++++ Data extracts ++++

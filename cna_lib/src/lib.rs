//! End-to-end CNA screening pipeline.
//!
//! Annotate the container's genes with genomic coordinates, smooth
//! expression along genomic position, threshold per-gene z-scores into
//! gain/loss calls, and group the calls into contiguous per-cell blocks.
//! Lookup failures degrade to unannotated genes rather than aborting, so a
//! run always completes (possibly with an empty report).

use anyhow::Result;
use cna_calling::{find_cnas, group_cnas, smooth_expression};
use cna_calling::{DEFAULT_WINDOW_SIZE, DEFAULT_Z_SCORE_THRESHOLD};
use cna_types::{CnaReport, ExpressionMatrix};
use ensembl_lookup::{annotate_genes, LookupTransport};
use log::debug;
use std::path::Path;

/// Tuning knobs for one pipeline run.
#[derive(Debug, Clone)]
pub struct CnaParams {
    /// Centered moving-average window, in genes.
    pub window_size: usize,
    /// Z-score magnitude above which a call is made.
    pub z_score_threshold: f64,
}

impl Default for CnaParams {
    fn default() -> Self {
        CnaParams {
            window_size: DEFAULT_WINDOW_SIZE,
            z_score_threshold: DEFAULT_Z_SCORE_THRESHOLD,
        }
    }
}

/// Run the full pipeline on an in-memory container.
///
/// The container's annotation table is rewritten with the lookup results;
/// the matrix itself is read-only.
pub fn run(
    matrix: &mut ExpressionMatrix,
    transport: &dyn LookupTransport,
    params: &CnaParams,
) -> Result<CnaReport> {
    annotate_genes(matrix, transport)?;
    let (smoothed, order) = smooth_expression(matrix, params.window_size);
    debug!(
        "smoothed {} cells x {} positioned genes (window {})",
        smoothed.nrows(),
        smoothed.ncols(),
        params.window_size
    );
    let (gains, losses) = find_cnas(&smoothed, params.z_score_threshold);
    let report = group_cnas(matrix.annotations(), &order, &gains, &losses);
    debug!(
        "called {} gain blocks and {} loss blocks",
        report.gain_blocks.len(),
        report.loss_blocks.len()
    );
    Ok(report)
}

/// Run the pipeline on a container file, writing the annotated container to
/// `output` before returning the report.
pub fn run_on_file(
    input: &Path,
    output: &Path,
    transport: &dyn LookupTransport,
    params: &CnaParams,
) -> Result<CnaReport> {
    let mut matrix = cna_io::load(input)?;
    let report = run(&mut matrix, transport, params)?;
    cna_io::save(&matrix, output)?;
    Ok(report)
}
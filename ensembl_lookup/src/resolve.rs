//! Batched coordinate resolution and the annotation-table merge.

use crate::extract::extract_gene_ids;
use crate::transport::LookupTransport;
use anyhow::Result;
use cna_types::{ExpressionMatrix, GeneAnnotation};
use log::{debug, warn};
use std::collections::HashMap;

/// Identifiers are resolved in batches of this many annotation slots.
/// Unparseable slots still occupy a position but contribute no id string.
pub const LOOKUP_BATCH_SIZE: usize = 1000;

/// Resolve an ordered identifier sequence to an equal-length annotation
/// sequence.
///
/// One transport call is issued per batch. A failed call, a missing reply
/// key, or a reply missing any of chrom/start/end all yield an all-absent
/// record for the affected slots; resolution itself never fails, so the
/// pipeline completes even under total service failure.
pub fn resolve_annotations(
    ids: &[Option<String>],
    transport: &dyn LookupTransport,
) -> Vec<GeneAnnotation> {
    let mut annotations = Vec::with_capacity(ids.len());
    for batch in ids.chunks(LOOKUP_BATCH_SIZE) {
        let query: Vec<String> = batch.iter().flatten().cloned().collect();
        let records = if query.is_empty() {
            HashMap::new()
        } else {
            match transport.resolve(&query) {
                Ok(records) => records,
                Err(err) => {
                    warn!(
                        "coordinate lookup failed for a batch of {} ids: {err:#}",
                        query.len()
                    );
                    HashMap::new()
                }
            }
        };
        for id in batch {
            let mut ann = GeneAnnotation::unresolved(id.clone());
            if let Some(record) = id.as_ref().and_then(|id| records.get(id)) {
                // A record is only usable if all three fields came back.
                if let (Some(chrom), Some(start), Some(end)) =
                    (record.seq_region_name.clone(), record.start, record.end)
                {
                    ann.chrom = Some(chrom);
                    ann.start = Some(start);
                    ann.end = Some(end);
                }
            }
            annotations.push(ann);
        }
    }
    annotations
}

/// Extract identifiers from the container's gene labels, resolve them, and
/// write the result into its annotation table. The matrix itself is
/// untouched.
pub fn annotate_genes(
    matrix: &mut ExpressionMatrix,
    transport: &dyn LookupTransport,
) -> Result<()> {
    let ids = extract_gene_ids(matrix.gene_names());
    let annotations = resolve_annotations(&ids, transport);
    let resolved = annotations.iter().filter(|a| a.is_resolved()).count();
    debug!("resolved coordinates for {resolved}/{} genes", ids.len());
    matrix.set_annotations(annotations)
}
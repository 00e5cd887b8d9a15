//! Flattening call matrices into events and grouping contiguous blocks.

use cna_types::{CnaBlock, CnaEvent, CnaLabel, CnaReport, GeneAnnotation};
use itertools::Itertools;
use ndarray::Array2;

/// Convert the gain/loss call matrices into flat event tables and group the
/// events into contiguous per-cell blocks.
///
/// `order` maps each call-matrix column back to the gene's original index
/// in the annotation table (the sort order returned by the smoother), so
/// events carry the coordinates of the gene actually called.
///
/// Events are flattened in row-major order (cell ascending, then gene) and
/// grouped after a stable sort by (cell, chrom string, start): a new block
/// starts on the first event, on a cell or chromosome change, or when an
/// event's start does not equal the previous event's end.
pub fn group_cnas(
    annotations: &[GeneAnnotation],
    order: &[usize],
    gains: &Array2<bool>,
    losses: &Array2<bool>,
) -> CnaReport {
    let gain_events = flatten_calls(annotations, order, gains, CnaLabel::Gain);
    let loss_events = flatten_calls(annotations, order, losses, CnaLabel::Loss);
    CnaReport {
        gain_blocks: group_events(&gain_events),
        loss_blocks: group_events(&loss_events),
        gain_events,
        loss_events,
    }
}

fn flatten_calls(
    annotations: &[GeneAnnotation],
    order: &[usize],
    calls: &Array2<bool>,
    label: CnaLabel,
) -> Vec<CnaEvent> {
    let mut events = Vec::new();
    for ((cell, column), &called) in calls.indexed_iter() {
        if !called {
            continue;
        }
        let gene = order[column];
        let Some(span) = annotations[gene].span() else {
            continue;
        };
        events.push(CnaEvent {
            cell,
            gene,
            chrom: span.chrom,
            start: span.start,
            end: span.end,
            label,
        });
    }
    events
}

fn group_events(events: &[CnaEvent]) -> Vec<CnaBlock> {
    let mut blocks: Vec<CnaBlock> = Vec::new();
    let mut prev: Option<&CnaEvent> = None;
    for event in events
        .iter()
        .sorted_by(|a, b| (a.cell, &a.chrom, a.start).cmp(&(b.cell, &b.chrom, b.start)))
    {
        let contiguous = prev
            .is_some_and(|p| p.cell == event.cell && p.chrom == event.chrom && p.end == event.start);
        if contiguous {
            if let Some(block) = blocks.last_mut() {
                block.events.push(event.clone());
            }
        } else {
            blocks.push(CnaBlock {
                events: vec![event.clone()],
            });
        }
        prev = Some(event);
    }
    blocks
}

#[cfg(test)]
mod test {
    use super::*;
    use ndarray::arr2;
    use pretty_assertions::assert_eq;

    fn resolved(chrom: &str, start: i64, end: i64) -> GeneAnnotation {
        GeneAnnotation {
            gene_id: None,
            chrom: Some(chrom.to_string()),
            start: Some(start),
            end: Some(end),
        }
    }

    fn no_calls(n_cells: usize, n_genes: usize) -> Array2<bool> {
        Array2::from_elem((n_cells, n_genes), false)
    }

    #[test]
    fn abutting_genes_form_one_block() {
        let annotations = vec![resolved("1", 100, 200), resolved("1", 200, 300)];
        let order = vec![0, 1];
        let gains = arr2(&[[true, true]]);
        let report = group_cnas(&annotations, &order, &gains, &no_calls(1, 2));
        assert_eq!(report.gain_blocks.len(), 1);
        let block = &report.gain_blocks[0];
        assert_eq!(block.len(), 2);
        assert_eq!(block.start(), Some(100));
        assert_eq!(block.end(), Some(300));
        assert_eq!(block.chrom(), Some("1"));
        assert!(report.loss_blocks.is_empty());
        assert!(report.loss_events.is_empty());
    }

    #[test]
    fn a_gap_splits_the_block() {
        let annotations = vec![resolved("1", 100, 200), resolved("1", 250, 300)];
        let order = vec![0, 1];
        let gains = arr2(&[[true, true]]);
        let report = group_cnas(&annotations, &order, &gains, &no_calls(1, 2));
        assert_eq!(report.gain_blocks.len(), 2);
        assert_eq!(report.gain_blocks[0].len(), 1);
        assert_eq!(report.gain_blocks[1].len(), 1);
    }

    #[test]
    fn cell_and_chrom_changes_split_blocks() {
        let annotations = vec![resolved("1", 100, 200), resolved("1", 200, 300)];
        let order = vec![0, 1];
        // same positions called in two different cells
        let gains = arr2(&[[true, true], [true, true]]);
        let report = group_cnas(&annotations, &order, &gains, &no_calls(2, 2));
        assert_eq!(report.gain_blocks.len(), 2);
        assert_eq!(report.gain_blocks[0].cell(), Some(0));
        assert_eq!(report.gain_blocks[1].cell(), Some(1));

        // abutting coordinates on different chromosomes never merge
        let annotations = vec![resolved("1", 100, 200), resolved("2", 200, 300)];
        let gains = arr2(&[[true, true]]);
        let report = group_cnas(&annotations, &order, &gains, &no_calls(1, 2));
        assert_eq!(report.gain_blocks.len(), 2);
    }

    #[test]
    fn events_carry_original_gene_indices() {
        // annotation row 2 sorts ahead of row 0; call matrix column 0 is
        // therefore gene 2.
        let annotations = vec![
            resolved("1", 500, 600),
            GeneAnnotation::default(),
            resolved("1", 100, 200),
        ];
        let order = vec![2, 0];
        let losses = arr2(&[[true, false]]);
        let report = group_cnas(&annotations, &order, &no_calls(1, 2), &losses);
        assert_eq!(report.loss_events.len(), 1);
        let event = &report.loss_events[0];
        assert_eq!(event.gene, 2);
        assert_eq!(event.start, 100);
        assert_eq!(event.label, CnaLabel::Loss);
    }

    #[test]
    fn grouping_sorts_by_cell_then_chrom_then_start() {
        let annotations = vec![
            resolved("2", 100, 200),
            resolved("1", 200, 300),
            resolved("1", 100, 200),
        ];
        // columns already position-sorted: ("1",100), ("1",200), ("2",100)
        let order = vec![2, 1, 0];
        let gains = arr2(&[[true, true, true]]);
        let report = group_cnas(&annotations, &order, &gains, &no_calls(1, 3));
        // chr1 100-300 merges; chr2 starts fresh
        assert_eq!(report.gain_blocks.len(), 2);
        assert_eq!(report.gain_blocks[0].len(), 2);
        assert_eq!(report.gain_blocks[0].chrom(), Some("1"));
        assert_eq!(report.gain_blocks[1].chrom(), Some("2"));
    }

    #[test]
    fn empty_calls_yield_an_empty_report() {
        let annotations = vec![resolved("1", 100, 200)];
        let report = group_cnas(&annotations, &[0], &no_calls(3, 1), &no_calls(3, 1));
        assert_eq!(report, CnaReport::default());
    }
}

++++

- What you are asked to do
Nothing beyond the line containing "aborting, so a" is to be output; the lines above, from the first one onward to that line, are to be transcribed exactly.

- Result below
filename cna_lib/src/lib.rs
//! End-to-end CNA screening pipeline.
//!
//! Annotate the container's genes with genomic coordinates, smooth
//! expression along genomic position, threshold per-gene z-scores into
//! gain/loss calls, and group the calls into contiguous per-cell blocks.
//! Lookup failures degrade to unannotated genes rather than aborting, so a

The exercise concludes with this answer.